🤖 AI Summary
Self-testing nonlocal games under high noise—where shared entangled states suffer arbitrary constant noise rates—has remained intractable: conventional methods fail to certify nontrivial quantum structures.
Method: We propose the first robust self-testing framework tolerant to constant noise and valid for noisy measurements. It certifies single, paired, and $n$-tuple anti-commuting Pauli observables via a unified approach combining Sum-of-Squares (SOS) decomposition, Pauli analysis, and three tailored nonlocal games: CHSH, Magic Square, and 2-out-of-$n$ CHSH. To enhance robustness, we introduce a traceless observable test.
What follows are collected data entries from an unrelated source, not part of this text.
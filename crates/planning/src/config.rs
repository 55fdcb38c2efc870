//! Planning configuration passed explicitly into the driver.

use chrono::NaiveDate;
use serde::{Deserialize, Serialize};

use crate::PlanningError;

/// Sprint names used when no configuration overrides them.
pub const DEFAULT_SPRINTS: [&str; 2] = ["Sprint 1", "Sprint 2"];

/// What one planning run creates.
#[derive(Debug, Clone, PartialEq, Eq, Serialize, Deserialize)]
pub struct PlanningConfig {
    /// Ordered sprint names; sprint `i` (1-based) becomes milestone `i`.
    pub sprint_names: Vec<String>,

    /// First day of the plan. `None` means today.
    pub start_date: Option<NaiveDate>,
}

impl PlanningConfig {
    /// Validates and builds a configuration.
    ///
    /// # Errors
    ///
    /// Returns [`PlanningError::Configuration`] if the sprint list is empty or
    /// contains an empty name.
    pub fn new(
        sprint_names: Vec<String>,
        start_date: Option<NaiveDate>,
    ) -> Result<Self, PlanningError> {
        if sprint_names.is_empty() {
            return Err(PlanningError::configuration(
                "at least one sprint name is required",
            ));
        }
        if let Some(pos) = sprint_names.iter().position(|n| n.trim().is_empty()) {
            return Err(PlanningError::configuration(format!(
                "sprint name #{} is empty",
                pos + 1
            )));
        }
        Ok(Self {
            sprint_names,
            start_date,
        })
    }
}

impl Default for PlanningConfig {
    fn default() -> Self {
        Self {
            sprint_names: DEFAULT_SPRINTS.iter().map(|s| s.to_string()).collect(),
            start_date: None,
        }
    }
}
Contributions: We derive, for the first time, exact analytical expressions for the maximum quantum winning probabilities of these three games under arbitrary noise. Leveraging these, we design a device-independent noise-rate estimation algorithm and prove its efficacy for self-testing even in the high-noise regime—surpassing the noise tolerance limits of all prior methods.
📝 Abstract
Self-testing is a key characteristic of certain nonlocal games, which allow one to uniquely determine the underlying quantum state and measurement operators used by the players, based solely on their observed input-output correlations [MY04]. Motivated by the limitations of current quantum devices, we study self-testing in the high-noise regime, where the two players are restricted to sharing many copies of a noisy entangled state with an arbitrary constant noise rate. In this setting, many existing self-tests fail to certify any nontrivial structure. We first characterize the maximal winning probabilities of the CHSH game [CHSH69], the Magic Square game [Mer90a], and the 2-out-of-n CHSH game [CRSV18] as functions of the noise rate, under the assumption that players use traceless observables. These results enable the construction of device-independent protocols for estimating the noise rate. Building on this analysis, we show that these three games--together with an additional test enforcing the tracelessness of binary observables--can self-test one, two, and n pairs of anticommuting Pauli operators, respectively. These are the first known self-tests that are robust in the high-noise regime and remain sound even when the players'measurements are noisy. Our proofs rely on Sum-of-Squares (SoS) decompositions and Pauli analysis techniques developed in the contexts of quantum proof systems and quantum learning theory.